── GIVEN INFORMATION

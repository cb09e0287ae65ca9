use chrono::Datelike;
use std::fmt;

/// Categories offered by the add form for each transaction type.
pub const INCOME_CATEGORIES: [&str; 2] = ["Salary", "Business"];
pub const EXPENSE_CATEGORIES: [&str; 3] = ["Food", "Rent", "Travel"];

// ============================================================================
// TRANSACTION TYPE
// ============================================================================

/// The two kinds of entry the form can create.
///
/// Records keep their type as a plain string (files may contain anything),
/// so this enum is used for creation and for matching during aggregation.
#[derive(Debug, Clone, Copy, PartialEq, Eq)]
pub enum TransactionType {
    Income,
    Expense,
}

impl TransactionType {
    pub fn as_str(&self) -> &'static str {
        match self {
            TransactionType::Income => "Income",
            TransactionType::Expense => "Expense",
        }
    }

    /// Fixed category choices for this type
    pub fn categories(&self) -> &'static [&'static str] {
        match self {
            TransactionType::Income => &INCOME_CATEGORIES,
            TransactionType::Expense => &EXPENSE_CATEGORIES,
        }
    }

    /// Case-insensitive comparison against a stored type string
    pub fn matches(&self, raw: &str) -> bool {
        raw.eq_ignore_ascii_case(self.as_str())
    }

    pub fn toggle(&self) -> Self {
        match self {
            TransactionType::Income => TransactionType::Expense,
            TransactionType::Expense => TransactionType::Income,
        }
    }
}

impl fmt::Display for TransactionType {
    fn fmt(&self, f: &mut fmt::Formatter<'_>) -> fmt::Result {
        f.write_str(self.as_str())
    }
}

// ============================================================================
// PERIOD KEY
// ============================================================================

/// A year-month pair, rendered as the `YYYY-MM` key stored in `Transaction::date`.
#[derive(Debug, Clone, Copy, PartialEq, Eq, PartialOrd, Ord)]
pub struct Period {
    year: i32,
    month: u32,
}

impl Period {
    /// Returns `None` when `month` is outside 1..=12.
    pub fn new(year: i32, month: u32) -> Option<Self> {
        if (1..=12).contains(&month) {
            Some(Period { year, month })
        } else {
            None
        }
    }

    /// The current year and month on the local clock
    pub fn current() -> Self {
        let today = chrono::Local::now().date_naive();
        Period {
            year: today.year(),
            month: today.month(),
        }
    }

    pub fn year(&self) -> i32 {
        self.year
    }

    pub fn month(&self) -> u32 {
        self.month
    }

    pub fn key(&self) -> String {
        self.to_string()
    }
}

impl fmt::Display for Period {
    fn fmt(&self, f: &mut fmt::Formatter<'_>) -> fmt::Result {
        write!(f, "{:04}-{:02}", self.year, self.month)
    }
}

// ============================================================================
// TRANSACTION
// ============================================================================

/// One financial entry.
///
/// `kind` is the free-form type string ("Income"/"Expense" when created by the
/// form), and `date` is a `YYYY-MM` period key that is only ever compared for
/// equality.
#[derive(Debug, Clone, PartialEq)]
pub struct Transaction {
    pub kind: String,
    pub category: String,
    pub amount: f64,
    pub date: String,
}

impl Transaction {
    pub fn new(
        kind: impl Into<String>,
        category: impl Into<String>,
        amount: f64,
        date: impl Into<String>,
    ) -> Self {
        Transaction {
            kind: kind.into(),
            category: category.into(),
            amount,
            date: date.into(),
        }
    }

    /// Build a record the way the add form does
    pub fn from_form(kind: TransactionType, category: &str, amount: f64, period: Period) -> Self {
        Transaction::new(kind.as_str(), category, amount, period.key())
    }

    pub fn is_in(&self, period: &str) -> bool {
        self.date == period
    }
}
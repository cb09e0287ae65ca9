use crate::transaction::Transaction;

/// In-memory, append-only sequence of transactions.
///
/// Insertion order is preserved and is the order used when saving. There is
/// no lookup by key and no way to remove or edit a record.
#[derive(Debug, Default, Clone)]
pub struct RecordStore {
    records: Vec<Transaction>,
}

impl RecordStore {
    pub fn new() -> Self {
        Self::default()
    }

    pub fn add(&mut self, record: Transaction) {
        self.records.push(record);
    }

    /// Append a batch in the order given (file load is additive)
    pub fn extend<I>(&mut self, records: I)
    where
        I: IntoIterator<Item = Transaction>,
    {
        self.records.extend(records);
    }

    pub fn iter(&self) -> std::slice::Iter<'_, Transaction> {
        self.records.iter()
    }

    pub fn as_slice(&self) -> &[Transaction] {
        &self.records
    }

    pub fn get(&self, index: usize) -> Option<&Transaction> {
        self.records.get(index)
    }

    pub fn len(&self) -> usize {
        self.records.len()
    }

    pub fn is_empty(&self) -> bool {
        self.records.is_empty()
    }
}

impl<'a> IntoIterator for &'a RecordStore {
    type Item = &'a Transaction;
    type IntoIter = std::slice::Iter<'a, Transaction>;

    fn into_iter(self) -> Self::IntoIter {
        self.records.iter()
    }
}

#[cfg(test)]
mod tests {
    use super::*;

    #[test]
    fn test_add_appends_to_end() {
        let mut store = RecordStore::new();
        store.add(Transaction::new("Income", "Salary", 3000.0, "2024-01"));
        let before = store.len();

        let tx = Transaction::new("Expense", "Rent", 1200.0, "2024-01");
        store.add(tx.clone());

        assert_eq!(store.len(), before + 1);
        assert_eq!(store.iter().last(), Some(&tx));
    }

    #[test]
    fn test_duplicates_are_kept() {
        let mut store = RecordStore::new();
        let tx = Transaction::new("Expense", "Food", 50.0, "2024-02");
        store.add(tx.clone());
        store.add(tx.clone());

        assert_eq!(store.len(), 2);
        assert_eq!(store.get(0), store.get(1));
    }

    #[test]
    fn test_extend_preserves_order_after_existing() {
        let mut store = RecordStore::new();
        store.add(Transaction::new("Income", "Salary", 1.0, "2024-01"));
        store.extend(vec![
            Transaction::new("Expense", "Food", 2.0, "2024-01"),
            Transaction::new("Expense", "Rent", 3.0, "2024-01"),
        ]);

        let amounts: Vec<f64> = store.iter().map(|tx| tx.amount).collect();
        assert_eq!(amounts, vec![1.0, 2.0, 3.0]);
    }
}
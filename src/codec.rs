// Flat-file codec
// One record per line: type,category,amount,date (no header, no escaping)

use anyhow::{Context, Result};
use std::fs;
use std::path::Path;
use thiserror::Error;

use crate::store::RecordStore;
use crate::transaction::Transaction;

/// Number of comma-separated fields in a record line
pub const FIELD_COUNT: usize = 4;

const SEPARATOR: char = ',';

/// Why a single line could not be turned into a record
#[derive(Debug, Clone, PartialEq, Error)]
pub enum ParseError {
    #[error("expected 4 fields, found {found}")]
    FieldCount { found: usize },
    #[error("invalid amount: {value:?}")]
    InvalidAmount { value: String },
}

/// Records decoded from a block of text, plus how many lines were dropped
#[derive(Debug, Default, Clone, PartialEq)]
pub struct LoadOutcome {
    pub records: Vec<Transaction>,
    pub skipped: usize,
}

/// Result of loading a file into a store
#[derive(Debug, Clone, Copy, PartialEq, Eq)]
pub struct LoadReport {
    pub loaded: usize,
    pub skipped: usize,
}

// ============================================================================
// LINE LEVEL
// ============================================================================

/// Amounts keep a decimal point even when integral (`3000.0`), and otherwise
/// use the shortest representation that parses back to the same value.
pub fn format_amount(amount: f64) -> String {
    format!("{:?}", amount)
}

pub fn serialize(record: &Transaction) -> String {
    format!(
        "{}{sep}{}{sep}{}{sep}{}",
        record.kind,
        record.category,
        format_amount(record.amount),
        record.date,
        sep = SEPARATOR
    )
}

/// Parse one line into a record.
///
/// The line is split on every comma and trailing empty fields are dropped
/// before counting, so `a,b,1,2024-01,` still parses. Fields are taken
/// positionally; only the amount is trimmed.
pub fn parse_line(line: &str) -> Result<Transaction, ParseError> {
    let mut fields: Vec<&str> = line.split(SEPARATOR).collect();
    while fields.last().is_some_and(|field| field.is_empty()) {
        fields.pop();
    }

    if fields.len() != FIELD_COUNT {
        return Err(ParseError::FieldCount {
            found: fields.len(),
        });
    }

    let amount = fields[2]
        .trim()
        .parse::<f64>()
        .map_err(|_| ParseError::InvalidAmount {
            value: fields[2].to_string(),
        })?;

    Ok(Transaction::new(fields[0], fields[1], amount, fields[3]))
}

// ============================================================================
// TEXT LEVEL
// ============================================================================

/// Decode every line of `text`, keeping good records in order and counting
/// the rest.
pub fn decode(text: &str) -> LoadOutcome {
    let mut outcome = LoadOutcome::default();

    for (index, line) in text.lines().enumerate() {
        match parse_line(line) {
            Ok(record) => outcome.records.push(record),
            Err(err) => {
                tracing::debug!(line_number = index + 1, "Skipping line: {err}");
                outcome.skipped += 1;
            }
        }
    }

    outcome
}

/// Serialize records in order, one per `\n`-terminated line
pub fn encode<'a, I>(records: I) -> String
where
    I: IntoIterator<Item = &'a Transaction>,
{
    let mut out = String::new();
    for record in records {
        out.push_str(&serialize(record));
        out.push('\n');
    }
    out
}

// ============================================================================
// FILE LEVEL
// ============================================================================

/// Append every parseable record in `path` to `store`.
///
/// Only I/O failures are errors; malformed lines are counted in the report.
/// Bytes that are not valid UTF-8 become U+FFFD instead of failing the load.
pub fn load_file(store: &mut RecordStore, path: &Path) -> Result<LoadReport> {
    let bytes = fs::read(path).with_context(|| format!("Failed to read {}", path.display()))?;
    let text = String::from_utf8_lossy(&bytes);

    let outcome = decode(&text);
    let report = LoadReport {
        loaded: outcome.records.len(),
        skipped: outcome.skipped,
    };
    store.extend(outcome.records);

    tracing::info!(
        path = %path.display(),
        loaded = report.loaded,
        skipped = report.skipped,
        "Loaded transactions"
    );

    Ok(report)
}

/// Write the whole store to `path`, replacing any existing file.
/// Returns the number of records written.
pub fn save_file(store: &RecordStore, path: &Path) -> Result<usize> {
    fs::write(path, encode(store))
        .with_context(|| format!("Failed to write {}", path.display()))?;

    tracing::info!(path = %path.display(), count = store.len(), "Saved transactions");

    Ok(store.len())
}

#[cfg(test)]
mod tests {
    use super::*;
    use std::path::PathBuf;

    fn temp_path(name: &str) -> PathBuf {
        std::env::temp_dir().join(format!("expense-tracker-{}-{}.txt", name, uuid::Uuid::new_v4()))
    }

    fn sample_store() -> RecordStore {
        let mut store = RecordStore::new();
        store.add(Transaction::new("Income", "Salary", 3000.0, "2024-01"));
        store.add(Transaction::new("Expense", "Rent", 1200.0, "2024-01"));
        store.add(Transaction::new("Expense", "Food", 50.0, "2024-02"));
        store
    }

    #[test]
    fn test_serialize_joins_fields() {
        let tx = Transaction::new("Income", "Salary", 3000.0, "2024-01");
        assert_eq!(serialize(&tx), "Income,Salary,3000.0,2024-01");

        let tx = Transaction::new("Expense", "Food", 12.75, "2024-02");
        assert_eq!(serialize(&tx), "Expense,Food,12.75,2024-02");
    }

    #[test]
    fn test_round_trip() {
        let records = [
            Transaction::new("Income", "Business", 0.1, "2024-12"),
            Transaction::new("Expense", "Travel", -45.99, "2023-07"),
            Transaction::new("Expense", "Rent", 1e20, "2000-01"),
        ];

        for tx in &records {
            assert_eq!(parse_line(&serialize(tx)).unwrap(), *tx);
        }
    }

    #[test]
    fn test_non_numeric_amount_is_rejected() {
        let err = parse_line("Income,Salary,abc,2024-01").unwrap_err();
        assert_eq!(
            err,
            ParseError::InvalidAmount {
                value: "abc".to_string()
            }
        );
    }

    #[test]
    fn test_wrong_field_count_is_rejected() {
        assert_eq!(
            parse_line("Income,Salary,2024-01").unwrap_err(),
            ParseError::FieldCount { found: 3 }
        );
        assert_eq!(
            parse_line("Income,Salary,1.0,2024-01,extra").unwrap_err(),
            ParseError::FieldCount { found: 5 }
        );
        assert_eq!(parse_line("").unwrap_err(), ParseError::FieldCount { found: 0 });
    }

    #[test]
    fn test_trailing_empty_fields_are_ignored() {
        let tx = parse_line("Income,Salary,10,2024-01,,").unwrap();
        assert_eq!(tx, Transaction::new("Income", "Salary", 10.0, "2024-01"));
    }

    #[test]
    fn test_amount_whitespace_is_trimmed() {
        let tx = parse_line("Expense,Food, 7.5 ,2024-01").unwrap();
        assert_eq!(tx.amount, 7.5);
    }

    #[test]
    fn test_comma_in_category_does_not_round_trip() {
        let tx = Transaction::new("Expense", "Food, drinks", 20.0, "2024-01");
        let line = serialize(&tx);

        assert_eq!(line, "Expense,Food, drinks,20.0,2024-01");
        assert_eq!(parse_line(&line).unwrap_err(), ParseError::FieldCount { found: 5 });

        let outcome = decode(&encode([&tx]));
        assert!(outcome.records.is_empty());
        assert_eq!(outcome.skipped, 1);
    }

    #[test]
    fn test_decode_counts_skipped_lines() {
        let text = "Income,Salary,3000.0,2024-01\n\
                    Income,Salary,abc,2024-01\n\
                    \n\
                    Income,Salary,2024-01\n\
                    Expense,Rent,1200,2024-01\n";
        let outcome = decode(text);

        assert_eq!(outcome.records.len(), 2);
        assert_eq!(outcome.skipped, 3);
        assert_eq!(outcome.records[1].category, "Rent");
    }

    #[test]
    fn test_decode_handles_crlf_and_missing_final_newline() {
        let outcome = decode("Income,Salary,1.0,2024-01\r\nExpense,Food,2.0,2024-01");
        assert_eq!(outcome.records.len(), 2);
        assert_eq!(outcome.records[0].date, "2024-01");
        assert_eq!(outcome.skipped, 0);
    }

    #[test]
    fn test_save_then_load_round_trip() {
        let store = sample_store();
        let path = temp_path("roundtrip");

        let written = save_file(&store, &path).unwrap();
        assert_eq!(written, 3);

        let mut loaded = RecordStore::new();
        let report = load_file(&mut loaded, &path).unwrap();
        fs::remove_file(&path).ok();

        assert_eq!(report, LoadReport { loaded: 3, skipped: 0 });
        assert_eq!(loaded.as_slice(), store.as_slice());
    }

    #[test]
    fn test_save_is_idempotent_and_overwrites() {
        let store = sample_store();
        let path = temp_path("idempotent");

        fs::write(&path, "stale content that is much longer than anything we write ".repeat(20)).unwrap();
        save_file(&store, &path).unwrap();
        let first = fs::read(&path).unwrap();
        save_file(&store, &path).unwrap();
        let second = fs::read(&path).unwrap();
        fs::remove_file(&path).ok();

        assert_eq!(first, second);
        assert_eq!(first, encode(&store).into_bytes());
    }

    #[test]
    fn test_load_is_additive() {
        let path = temp_path("additive");
        fs::write(&path, "Expense,Food,50.0,2024-02\n").unwrap();

        let mut store = sample_store();
        load_file(&mut store, &path).unwrap();
        load_file(&mut store, &path).unwrap();
        fs::remove_file(&path).ok();

        assert_eq!(store.len(), 5);
        assert_eq!(store.get(0).unwrap().category, "Salary");
        assert_eq!(store.get(4).unwrap().category, "Food");
    }

    #[test]
    fn test_load_skips_malformed_without_failing() {
        let path = temp_path("malformed");
        fs::write(&path, "Income,Salary,abc,2024-01\nIncome,Salary,2024-01\n").unwrap();

        let mut store = RecordStore::new();
        let report = load_file(&mut store, &path).unwrap();
        fs::remove_file(&path).ok();

        assert_eq!(report, LoadReport { loaded: 0, skipped: 2 });
        assert!(store.is_empty());
    }

    #[test]
    fn test_load_tolerates_invalid_utf8() {
        let path = temp_path("latin1");
        fs::write(&path, b"Income,Salary,3000.0,2024-01\nExpense,Caf\xe9,5.0,2024-01\n").unwrap();

        let mut store = RecordStore::new();
        let report = load_file(&mut store, &path).unwrap();
        fs::remove_file(&path).ok();

        assert_eq!(report, LoadReport { loaded: 2, skipped: 0 });
        assert_eq!(store.get(0).unwrap().category, "Salary");
        assert_eq!(store.get(1).unwrap().category, "Caf\u{FFFD}");
        assert_eq!(store.get(1).unwrap().amount, 5.0);
    }

    #[test]
    fn test_load_missing_file_fails() {
        let mut store = RecordStore::new();
        let result = load_file(&mut store, &temp_path("missing"));

        assert!(result.is_err());
        assert!(store.is_empty());
    }

    #[test]
    fn test_save_to_missing_directory_fails() {
        let dir = temp_path("no-such-dir");
        let result = save_file(&sample_store(), &dir.join("out.txt"));
        assert!(result.is_err());
    }
}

────

■ **TASK GOAL**:
Check each line of the records above for the string "before", and report every line that has it.

■ **REPLY TO THE EXERCISE**:
        let before = store.len();
        assert_eq!(store.len(), before + 1);
/// before counting, so `a,b,1,2024-01,` still parses. Fields are taken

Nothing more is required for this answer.